Thursday, November 8, 2012

Birthday, Umm...Pastry

First, I would like to say that I make very good pies.  People have even been known to request that I bring pies that I have made to holiday meals.  I make my own crust, and while my pies may not be as beautiful as the ones you see in magazines, they are quite tasty.  So in the future, if I am responsible for the dessert on a birthday occasion, you just might be getting a pie instead of the traditional cake. 

Regular readers may be familiar with some of my other forays into cake making, and really, that angel food cake I made for my daughter-in-law's birthday last year tasted perfectly fine, even the parts we scraped off the oven racks when it erupted from the pan and ran all over the oven.  It was the presentation that was a little bit lacking.  I may try something else for her birthday this year, though.

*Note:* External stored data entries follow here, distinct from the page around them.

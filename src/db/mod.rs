//! SQLite persistence for telemetry, sessions, durations and cycle metrics.

mod connection;
mod helpers;
mod migrations;
pub mod models;
mod repositories;

pub use connection::Database;
pub use models::{
    DurationRecord, EventFilter, EventKind, EventStats, MonitoringSession, PerformanceMetric,
    SessionStatus, StateSeconds, StateTotals, TelemetryEvent,
};
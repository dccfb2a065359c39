use std::collections::BTreeMap;
use std::time::Duration as StdDuration;

use chrono::{DateTime, Duration, Utc};
use log::info;
use serde::Serialize;
use tokio::sync::watch;
use tokio::time::MissedTickBehavior;
use tokio_util::sync::CancellationToken;

use crate::db::StateSeconds;
use crate::detection::{AgentState, DetectionMethod, MatchRect};

use super::state_machine::format_wait;

/// Everything a display needs, published as one value per update so readers
/// never see half of a cycle's changes.
#[derive(Debug, Clone, Default, PartialEq, Serialize)]
#[serde(rename_all = "camelCase")]
pub struct MonitorSnapshot {
    pub running: bool,
    pub paused: bool,
    pub muted: bool,
    pub session_id: Option<String>,
    /// State confirmed by the state machine.
    pub confirmed_state: AgentState,
    /// Latest stable classification, `Unknown` included.
    pub displayed_state: AgentState,
    /// Latest single-frame classification.
    pub raw_state: AgentState,
    pub last_confidence: Option<f64>,
    pub last_rect: Option<MatchRect>,
    pub last_method: Option<DetectionMethod>,
    pub scores: BTreeMap<AgentState, f64>,
    pub cycle_count: u64,
    pub failure_count: u64,
    pub consecutive_failures: u64,
    pub last_failure: Option<String>,
    pub transition_counts: BTreeMap<AgentState, u64>,
    pub state_entered_at: Option<DateTime<Utc>>,
    pub state_seconds: StateSeconds,
    pub updated_at: Option<DateTime<Utc>>,
}

impl MonitorSnapshot {
    pub fn time_in_state(&self, now: DateTime<Utc>) -> Duration {
        self.state_entered_at
            .map(|at| (now - at).max(Duration::zero()))
            .unwrap_or_else(Duration::zero)
    }

    pub fn status_line(&self, now: DateTime<Utc>) -> String {
        if !self.running {
            return "monitor stopped".to_string();
        }
        let mut line = format!(
            "{} for {} (showing {}, raw {}",
            self.confirmed_state,
            format_wait(self.time_in_state(now)),
            self.displayed_state,
            self.raw_state
        );
        if let Some(confidence) = self.last_confidence {
            line.push_str(&format!(" @ {confidence:.2}"));
        }
        line.push_str(&format!(
            ") cycles={} failures={}",
            self.cycle_count, self.failure_count
        ));
        if self.paused {
            line.push_str(" [paused]");
        }
        if self.muted {
            line.push_str(" [muted]");
        }
        line
    }

    fn headline(&self) -> (bool, bool, AgentState, AgentState, u64) {
        (
            self.running,
            self.paused,
            self.confirmed_state,
            self.displayed_state,
            self.failure_count,
        )
    }
}

/// Reads the published snapshot on its own cadence and logs it. Logs only
/// when the headline changes unless `verbose` is set.
pub async fn status_reporter(
    mut rx: watch::Receiver<MonitorSnapshot>,
    every: StdDuration,
    verbose: bool,
    cancel_token: CancellationToken,
) {
    let mut ticker = tokio::time::interval(every);
    ticker.set_missed_tick_behavior(MissedTickBehavior::Skip);
    let mut last_headline = None;

    loop {
        tokio::select! {
            _ = ticker.tick() => {
                let snapshot = rx.borrow_and_update().clone();
                let headline = snapshot.headline();
                if verbose || last_headline != Some(headline) {
                    info!("status: {}", snapshot.status_line(Utc::now()));
                    last_headline = Some(headline);
                }
            }
            _ = cancel_token.cancelled() => break,
        }
    }
}
use chrono::{DateTime, Utc};
use serde::{Deserialize, Serialize};

#[derive(Debug, Clone, PartialEq, Serialize, Deserialize)]
#[serde(rename_all = "camelCase")]
pub struct PerformanceMetric {
    pub timestamp: DateTime<Utc>,
    pub session_id: Option<String>,
    pub cycle_ms: f64,
    pub capture_ms: f64,
    pub detect_ms: f64,
    pub memory_mb: f64,
    pub cpu_percent: f32,
    pub frame_width: Option<u32>,
    pub frame_height: Option<u32>,
}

It's just that birthdays are supposed to have cakes, normally.  I had been trying different cakes for our son, Jake's birthday for quite awhile, (He doesn't like chocolate.  I don't know where he came from.) so a few years  ago when I stumbled onto a recipe for pumpkin cake I figured he would like it because he loves pumpkin pie. (See?  That should tell me something.) In the picture it looked pretty impressive because there are four layers with gooey filling.  The first time I made it, it turned out great. 

The last couple of years, maybe not so much.  You have to make the cake in two layers, then you slice those layers into four.  Nobody tells you how to slice them evenly, and it's not like trimming bangs where you can just keep taking more off the sides, so when one side of the layer that you have sliced is about the depth of an envelope and the other side is a couple inches tall, you have to remember which side of the first layer is skinny and which side is fat and try to turn them opposite each other to line them up with the next layer.  Are you with me?  Then you slap the filling on, plop the next layer on that and keep going till there are four layers.  While it is still gooey you might be able to kind of twist the layers to try to even them up, but that doesn't always work. (Don't think I haven't heard some people, who shall remain nameless, calling it the Leaning Tower of  Cake, either.) But it still tastes good.

Which brings us to this year's cake.  Jake's birthday fell on a Tuesday, which is the day Dennis usually only works a couple of hours, so when I take him to work I just wait for him since it's a thirty minute drive.  I got up early, made the cake, (which I took over to my neighbor's to bake in her oven, but that's a whole other story) and figured I could do the slicing into four layers and make the filling in the afternoon when we got home.  Of course!  For the first time since I started just waiting for him, Dennis wound up working all day while I sat outside and totally finished my library book.

By the time he came out we barely had time to get to the restaurant in time to meet Jake and his family for his birthday dinner.  I left them finishing up, in fact, and dashed home, bringing my granddaughter, Hayley with me, to finish up the cake.  I called out directions and Hayley opened Cool Whip and cream cheese and mixed them with the pumpkin while I sliced the layers.  I was just finishing putting the top layer of cake on top of the gooey stuff as Jake and the rest of the family came in the door.

That's when I licked my fingers.  That's also when I realized that I had forgotten to add the sugar.  "Oh, no!" I said, with dismay.

"Oh, yay!"  Hayley said, with great joy. "Another cake disaster!  It's a tradition!"

I definitely am going to start figuring out how to get birthday candles to stand up in a pie crust.